There is also a pregnant woman who was carefully helped on after her rescue. Once before, a baby has been born on the Geo Barents and there is a midwife onboard. Most of the children are here with a parent, or parents, and, as we complete one of the runs between wreck and rescue boat, a man asks me to take a photo of him and his small child. The man looks happy; the child stunned.

Food is given out once per day – a bag that contains emergency rations and meals that can be heated up by adding water and squeezing the packet.

We meet Hamdi and Assad, Egyptians who met in Libya and have become close friends. They paint a desperate picture of what life was like on board the boat.

“I was worried about the boat within 30 minutes of getting on board. We all thought it would be bigger and safer than it was. When we left for the first time there were even more people on board – 750 perhaps – but the captain said that we would sink. So about 150 people got off, and then we left.”

He says there were problems with the engine, and then the ship – hopelessly ill-balanced due to overcrowding – was nearly knocked over by large waves. And then, amidst it all, the captain disappeared, having apparently abandoned his ship and its passengers by jumping on to another boat in the middle of the night.

“We all thought we were going to die,” said Hamdi, and Assad nods alongside him. “We had no water, the only food we had left was rotting, people were ill because of the sun, or the cold, or the sea water, or being crammed together, and nobody knew how to steer the boat. I was sure we would die.” He smiles at me. “So now I feel I have been given another life.”

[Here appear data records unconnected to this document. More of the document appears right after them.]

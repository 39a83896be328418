//! Type conversion rules.
//!
//! Decides whether a value of one type can be used as another, and which
//! node (if any) the conversion needs in the typed tree.
//!
//! ## Implicit conversions
//!
//! Checked in this order:
//! 1. Identity
//! 2. Reference upcast (the source is a reference type assignable to the target)
//! 3. Scalar widening from the table in [`primitive`]
//! 4. A user-defined `op_Implicit` on the source type
//! 5. Boxing a value type to `object` or an implemented interface
//! 6. Lifting `T` (or a widening of it) into `T?`
//!
//! ## Explicit conversions
//!
//! Everything implicit, plus numeric and enum casts, unboxing and reference
//! downcasts, `T?` unwrapping, and `op_Implicit`/`op_Explicit` on either side.

mod primitive;
mod user_defined;

use std::sync::Arc;

use sharpexpr_core::{DataType, MethodEntry};
use sharpexpr_registry::TypeRegistry;

use crate::typed::TypedExpr;

pub use primitive::{PrimitiveSet, can_convert_primitive, uses_primitive_table};
pub use user_defined::{
    EXPLICIT_OPERATOR, IMPLICIT_OPERATOR, find_cast_operator, find_implicit_operator,
};

/// How a value reaches its target type.
#[derive(Debug, Clone)]
pub enum Conversion {
    /// Types already match.
    Identity,
    /// Reference upcast; the value passes through unchanged.
    Reference,
    /// Scalar widening.
    Primitive,
    /// Value type to `object` or an interface it implements.
    Boxing,
    /// `T` to `T?`.
    Lift,
    /// Only valid under a cast: narrowing, enum casts, unboxing, downcasts.
    Explicit,
    /// A user-defined conversion operator.
    Operator(Arc<MethodEntry>),
}

impl Conversion {
    /// No node is inserted for these.
    pub fn is_pass_through(&self) -> bool {
        matches!(self, Conversion::Identity | Conversion::Reference)
    }

    /// Wrap `expr` so that it produces `target`.
    pub fn apply(self, expr: TypedExpr, target: DataType) -> TypedExpr {
        match self {
            Conversion::Identity | Conversion::Reference => expr,
            Conversion::Operator(method) => TypedExpr::Convert {
                operand: Box::new(expr),
                target,
                method: Some(method),
            },
            _ => TypedExpr::convert(expr, target),
        }
    }
}

/// Find a conversion usable without a cast.
pub fn find_implicit_conversion(
    registry: &TypeRegistry,
    source: &DataType,
    target: &DataType,
) -> Option<Conversion> {
    if source == target {
        return Some(Conversion::Identity);
    }
    if registry.is_reference_type(source) && registry.is_assignable_from(target, source) {
        return Some(Conversion::Reference);
    }
    if can_convert_primitive(source, target) {
        return Some(Conversion::Primitive);
    }
    if let Some(method) = find_implicit_operator(registry, source, target) {
        return Some(Conversion::Operator(method));
    }
    if target.is_nullable() {
        let inner = target.underlying();
        if *source == inner || can_convert_primitive(source, &inner) {
            return Some(Conversion::Lift);
        }
    } else if registry.is_value_type(source) && registry.is_assignable_from(target, source) {
        return Some(Conversion::Boxing);
    }
    None
}

/// Find a conversion usable under an explicit cast.
pub fn find_explicit_conversion(
    registry: &TypeRegistry,
    source: &DataType,
    target: &DataType,
) -> Option<Conversion> {
    if let Some(conversion) = find_implicit_conversion(registry, source, target) {
        return Some(conversion);
    }

    let numeric_like = |t: &DataType| t.is_numeric() || registry.is_enum(t);
    let (from, to) = (source.underlying(), target.underlying());

    if numeric_like(&from) && numeric_like(&to) {
        return Some(Conversion::Explicit);
    }
    if (source.is_nullable() || target.is_nullable()) && from == to {
        return Some(Conversion::Explicit);
    }
    // Unboxing and downcasts run the assignability check backwards.
    if registry.is_assignable_from(source, target) {
        return Some(Conversion::Explicit);
    }
    if registry.is_interface(target) && registry.is_reference_type(source) && !source.is_array() {
        return Some(Conversion::Explicit);
    }
    find_cast_operator(registry, source, target).map(Conversion::Operator)
}
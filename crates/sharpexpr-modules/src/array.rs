//! `System.Array`, the shared entry behind every array type.

use sharpexpr_core::{
    ArrayValue, DataType, MemberEntry, MethodEntry, NativeFn, Param, RegistrationError, Value,
    primitives,
};
use sharpexpr_registry::TypeRegistry;

pub fn install(registry: &mut TypeRegistry) -> Result<(), RegistrationError> {
    let entry = registry.get_mut(primitives::ARRAY)?;
    entry.add_member(MemberEntry::property(
        "Length",
        DataType::int32(),
        NativeFn::method0(|a: ArrayValue| a.len() as i32),
    ));
    entry.add_member(MemberEntry::property(
        "Rank",
        DataType::int32(),
        NativeFn::method0(|_: ArrayValue| 1_i32),
    ));
    entry.add_method(MethodEntry::instance(
        "GetValue",
        vec![Param::new("index", DataType::int32())],
        DataType::object(),
        NativeFn::new(|this, args| {
            let array: ArrayValue = sharpexpr_core::receiver(this)?;
            let index: i32 = sharpexpr_core::arg(args, 0)?;
            array
                .get(i64::from(index))
                .cloned()
                .ok_or(sharpexpr_core::RuntimeError::IndexOutOfRange)
        }),
    ));
    entry.add_method(MethodEntry::instance(
        "Contains",
        vec![Param::new("value", DataType::object())],
        DataType::bool(),
        NativeFn::method1(|a: ArrayValue, v: Value| a.items.contains(&v)),
    ));
    Ok(())
}

#[cfg(test)]
mod tests {
    use super::*;

    #[test]
    fn length_and_get_value() {
        let registry = crate::standard_registry().unwrap();
        let array_type = DataType::int32().array_of();
        let array = Value::Array(ArrayValue::new(
            DataType::int32(),
            vec![Value::Int32(4), Value::Int32(5)],
        ));
        let length = &registry.find_members(&array_type, "Length", false)[0];
        assert_eq!(length.getter.call(Some(&array), &[]).unwrap(), Value::Int32(2));
        let get = &registry.find_methods(&array_type, "GetValue", false)[0];
        assert_eq!(get.native.call(Some(&array), &[Value::Int32(1)]).unwrap(), Value::Int32(5));
        assert!(get.native.call(Some(&array), &[Value::Int32(2)]).is_err());
    }
}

He says the passengers did not know what was going on when they were first approached by a boat. They thought it might be kidnappers or pirates. In fact, it was the Italian coastguard, who assessed the situation, saw that it was grim but salvageable, and called the nearby Geo Barents to ask it to take all the passengers off the stricken fishing boat.

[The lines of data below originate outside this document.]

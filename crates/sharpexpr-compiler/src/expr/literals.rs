//! Literal constants.
//!
//! Literals arrive already typed, so a constant node takes the value's own
//! runtime type.

use sharpexpr_core::Value;

use crate::typed::TypedExpr;

pub(super) fn build_literal(value: &Value) -> TypedExpr {
    TypedExpr::constant(value.clone())
}

#[cfg(test)]
mod tests {
    use super::*;
    use sharpexpr_core::{DataType, PrimitiveKind};

    #[test]
    fn literal_types() {
        assert_eq!(
            build_literal(&Value::UInt32(0x8000_0000)).data_type(),
            DataType::primitive(PrimitiveKind::UInt32)
        );
        assert_eq!(build_literal(&Value::from("s")).data_type(), DataType::string());
        assert_eq!(build_literal(&Value::Null).data_type(), DataType::object());
    }
}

Things are not always so harmonious between the boat and the authorities. The Geo Barents, along with other charity rescue boats, has been criticised by Italy’s government, which claims that it encourages migrants to try to cross the Mediterranean, knowing that there will be a boat to help them along the way.

The reality is that the Mediterranean passage is the most dangerous migrant route in the world, with around 1,000 deaths already this year. But the political debate around migration is as fierce in Italy as it is in many other European countries. In Britain, the focus of migration policy is on small boats; in Italy, ministers talk of big ships, like the Geo Barents.

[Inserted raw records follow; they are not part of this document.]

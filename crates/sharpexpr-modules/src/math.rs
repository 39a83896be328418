//! `Math` and `MathF`: constants and numeric functions.
//!
//! Overload sets mirror the host language closely enough that overload
//! resolution picks the same member it would there (`Math.Max(1.0, 15)` binds
//! the `double` overload).

use rust_decimal::Decimal;
use sharpexpr_core::{
    DataType, MemberEntry, MethodEntry, NativeFn, Param, PrimitiveKind, RegistrationError,
    RuntimeError, TypeEntry, Value, arg,
};
use sharpexpr_registry::TypeRegistry;

use PrimitiveKind as K;

// =============================================================================
// HELPERS
// =============================================================================

fn ty(kind: PrimitiveKind) -> DataType {
    DataType::primitive(kind)
}

fn unary(name: &str, kind: PrimitiveKind, ret: PrimitiveKind, native: NativeFn) -> MethodEntry {
    MethodEntry::static_fn(name, vec![Param::new("x", ty(kind))], ty(ret), native)
}

fn binary(name: &str, kind: PrimitiveKind, native: NativeFn) -> MethodEntry {
    MethodEntry::static_fn(
        name,
        vec![Param::new("val1", ty(kind)), Param::new("val2", ty(kind))],
        ty(kind),
        native,
    )
}

/// NaN-propagating max/min.
fn fmax(a: f64, b: f64) -> f64 {
    if a.is_nan() || b.is_nan() { f64::NAN } else { a.max(b) }
}

fn fmin(a: f64, b: f64) -> f64 {
    if a.is_nan() || b.is_nan() { f64::NAN } else { a.min(b) }
}

/// Round half to even at `digits` decimal places.
pub fn round_to(value: f64, digits: i32) -> f64 {
    if digits == 0 {
        return value.round_ties_even();
    }
    let scale = 10_f64.powi(digits);
    (value * scale).round_ties_even() / scale
}

fn overflow_if_none<T: Into<Value>>(value: Option<T>) -> Result<Value, RuntimeError> {
    value.map(Into::into).ok_or(RuntimeError::Overflow)
}

fn sign<T: PartialOrd + Default>(value: T) -> i32 {
    let zero = T::default();
    if value > zero {
        1
    } else if value < zero {
        -1
    } else {
        0
    }
}

macro_rules! max_min {
    ($entry:expr; $($kind:ident => $ty:ty),* $(,)?) => {$(
        $entry.add_method(binary(
            "Max",
            PrimitiveKind::$kind,
            NativeFn::from_fn2(|a: $ty, b: $ty| if a >= b { a } else { b }),
        ));
        $entry.add_method(binary(
            "Min",
            PrimitiveKind::$kind,
            NativeFn::from_fn2(|a: $ty, b: $ty| if a <= b { a } else { b }),
        ));
    )*};
}

macro_rules! checked_abs {
    ($entry:expr; $($kind:ident => $ty:ty),* $(,)?) => {$(
        $entry.add_method(unary(
            "Abs",
            PrimitiveKind::$kind,
            PrimitiveKind::$kind,
            NativeFn::new(|_, args| {
                let x: $ty = arg(args, 0)?;
                overflow_if_none(x.checked_abs())
            }),
        ));
    )*};
}

// =============================================================================
// MATH
// =============================================================================

pub fn math() -> TypeEntry {
    let mut entry = TypeEntry::static_class("System", "Math");
    entry.add_member(MemberEntry::constant("PI", Value::Double(std::f64::consts::PI)));
    entry.add_member(MemberEntry::constant("E", Value::Double(std::f64::consts::E)));
    entry.add_member(MemberEntry::constant("Tau", Value::Double(std::f64::consts::TAU)));

    checked_abs!(entry; Int8 => i8, Int16 => i16, Int32 => i32, Int64 => i64);
    entry.add_method(unary("Abs", K::Float, K::Float, NativeFn::from_fn1(f32::abs)));
    entry.add_method(unary("Abs", K::Double, K::Double, NativeFn::from_fn1(f64::abs)));
    entry.add_method(unary("Abs", K::Decimal, K::Decimal, NativeFn::from_fn1(|d: Decimal| d.abs())));

    max_min!(entry;
        UInt8 => u8,
        Int8 => i8,
        Int16 => i16,
        UInt16 => u16,
        Int32 => i32,
        UInt32 => u32,
        Int64 => i64,
        UInt64 => u64,
        Decimal => Decimal,
    );
    entry.add_method(binary("Max", K::Float, NativeFn::from_fn2(|a: f32, b: f32| fmax(a.into(), b.into()) as f32)));
    entry.add_method(binary("Min", K::Float, NativeFn::from_fn2(|a: f32, b: f32| fmin(a.into(), b.into()) as f32)));
    entry.add_method(binary("Max", K::Double, NativeFn::from_fn2(fmax)));
    entry.add_method(binary("Min", K::Double, NativeFn::from_fn2(fmin)));

    entry.add_method(unary("Sign", K::Int32, K::Int32, NativeFn::from_fn1(sign::<i32>)));
    entry.add_method(unary("Sign", K::Int64, K::Int32, NativeFn::from_fn1(sign::<i64>)));
    entry.add_method(unary("Sign", K::Decimal, K::Int32, NativeFn::from_fn1(sign::<Decimal>)));
    entry.add_method(unary(
        "Sign",
        K::Double,
        K::Int32,
        NativeFn::new(|_, args| {
            let x: f64 = arg(args, 0)?;
            if x.is_nan() {
                return Err(RuntimeError::Format {
                    message: "Function does not accept floating point Not-a-Number values.".into(),
                });
            }
            Ok(Value::Int32(sign(x)))
        }),
    ));

    let double_fns: [(&str, fn(f64) -> f64); 13] = [
        ("Sqrt", f64::sqrt),
        ("Exp", f64::exp),
        ("Log", f64::ln),
        ("Log10", f64::log10),
        ("Log2", f64::log2),
        ("Sin", f64::sin),
        ("Cos", f64::cos),
        ("Tan", f64::tan),
        ("Atan", f64::atan),
        ("Floor", f64::floor),
        ("Ceiling", f64::ceil),
        ("Truncate", f64::trunc),
        ("Round", f64::round_ties_even),
    ];
    for (name, f) in double_fns {
        entry.add_method(unary(name, K::Double, K::Double, NativeFn::from_fn1(f)));
    }
    entry.add_method(binary("Pow", K::Double, NativeFn::from_fn2(f64::powf)));
    entry.add_method(binary("Atan2", K::Double, NativeFn::from_fn2(f64::atan2)));
    entry.add_method(binary("Log", K::Double, NativeFn::from_fn2(|a: f64, b: f64| a.log(b))));
    entry.add_method(MethodEntry::static_fn(
        "Round",
        vec![Param::new("value", ty(K::Double)), Param::new("digits", ty(K::Int32))],
        ty(K::Double),
        NativeFn::from_fn2(round_to),
    ));

    let decimal_fns: [(&str, fn(Decimal) -> Decimal); 4] = [
        ("Floor", |d| d.floor()),
        ("Ceiling", |d| d.ceil()),
        ("Truncate", |d| d.trunc()),
        ("Round", |d| d.round()),
    ];
    for (name, f) in decimal_fns {
        entry.add_method(unary(name, K::Decimal, K::Decimal, NativeFn::from_fn1(f)));
    }

    entry.add_method(MethodEntry::static_fn(
        "Clamp",
        vec![
            Param::new("value", ty(K::Int32)),
            Param::new("min", ty(K::Int32)),
            Param::new("max", ty(K::Int32)),
        ],
        ty(K::Int32),
        NativeFn::from_fn3(|v: i32, lo: i32, hi: i32| v.max(lo).min(hi)),
    ));
    entry.add_method(MethodEntry::static_fn(
        "Clamp",
        vec![
            Param::new("value", ty(K::Double)),
            Param::new("min", ty(K::Double)),
            Param::new("max", ty(K::Double)),
        ],
        ty(K::Double),
        NativeFn::from_fn3(|v: f64, lo: f64, hi: f64| fmin(fmax(v, lo), hi)),
    ));
    entry
}

// =============================================================================
// MATHF
// =============================================================================

pub fn mathf() -> TypeEntry {
    let mut entry = TypeEntry::static_class("System", "MathF");
    entry.add_member(MemberEntry::constant("PI", Value::Float(std::f32::consts::PI)));
    entry.add_member(MemberEntry::constant("E", Value::Float(std::f32::consts::E)));

    let float_fns: [(&str, fn(f32) -> f32); 6] = [
        ("Abs", f32::abs),
        ("Sqrt", f32::sqrt),
        ("Floor", f32::floor),
        ("Ceiling", f32::ceil),
        ("Round", f32::round_ties_even),
        ("Truncate", f32::trunc),
    ];
    for (name, f) in float_fns {
        entry.add_method(unary(name, K::Float, K::Float, NativeFn::from_fn1(f)));
    }
    entry.add_method(binary("Max", K::Float, NativeFn::from_fn2(|a: f32, b: f32| fmax(a.into(), b.into()) as f32)));
    entry.add_method(binary("Min", K::Float, NativeFn::from_fn2(|a: f32, b: f32| fmin(a.into(), b.into()) as f32)));
    entry.add_method(binary("Pow", K::Float, NativeFn::from_fn2(f32::powf)));
    entry
}

pub fn install(registry: &mut TypeRegistry) -> Result<(), RegistrationError> {
    registry.register(math())?;
    registry.register(mathf())?;
    Ok(())
}

#[cfg(test)]
mod tests {
    use super::*;
    use sharpexpr_core::library;

    #[test]
    fn entries_use_library_hashes() {
        assert_eq!(math().type_hash, library::MATH);
        assert_eq!(mathf().type_hash, library::MATHF);
    }

    #[test]
    fn rounding_is_half_to_even() {
        assert_eq!(round_to(2.5, 0), 2.0);
        assert_eq!(round_to(3.5, 0), 4.0);
        assert_eq!(round_to(1.2345, 2), 1.23);
    }

    #[test]
    fn abs_of_min_value_overflows() {
        let entry = math();
        let abs = entry
            .methods
            .iter()
            .find(|m| m.name == "Abs" && m.params[0].data_type == DataType::int32())
            .unwrap();
        assert!(matches!(
            abs.native.call(None, &[Value::Int32(i32::MIN)]),
            Err(RuntimeError::Overflow)
        ));
        assert_eq!(abs.native.call(None, &[Value::Int32(-4)]).unwrap(), Value::Int32(4));
    }

    #[test]
    fn max_propagates_nan() {
        assert!(fmax(f64::NAN, 1.0).is_nan());
        assert_eq!(fmax(1.0, 15.0), 15.0);
    }
}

Those on board shrug off the criticism, pointing out that the coastguard rescues a lot more migrants than they do. But the tension is also clear – earlier this year, the Geo Barents was confined to harbour and fined after officials noted what they said was an administrative error. MSF suspects its work is being deliberately disrupted.

Out at sea, the last migrants are off the fishing boat. The logistical challenge of caring for them is enormous – food, water, bedding, toilets, shelter, clothes, toiletries and medical treatment are all offered. Everywhere you look, there are people sleeping, talking, laughing and eating all within a few square feet. The sense of relief over their rescue does not seem to have dissipated.

And so we set off back towards Italy, to drop off these 606 people and put them into the hands of the Italian authorities. The Geo Barents will be cleaned and loaded with new supplies, and then it will head back out to sea. A beacon of humanitarian goodwill in the minds of some, a magnet of controversy in the opinion of others.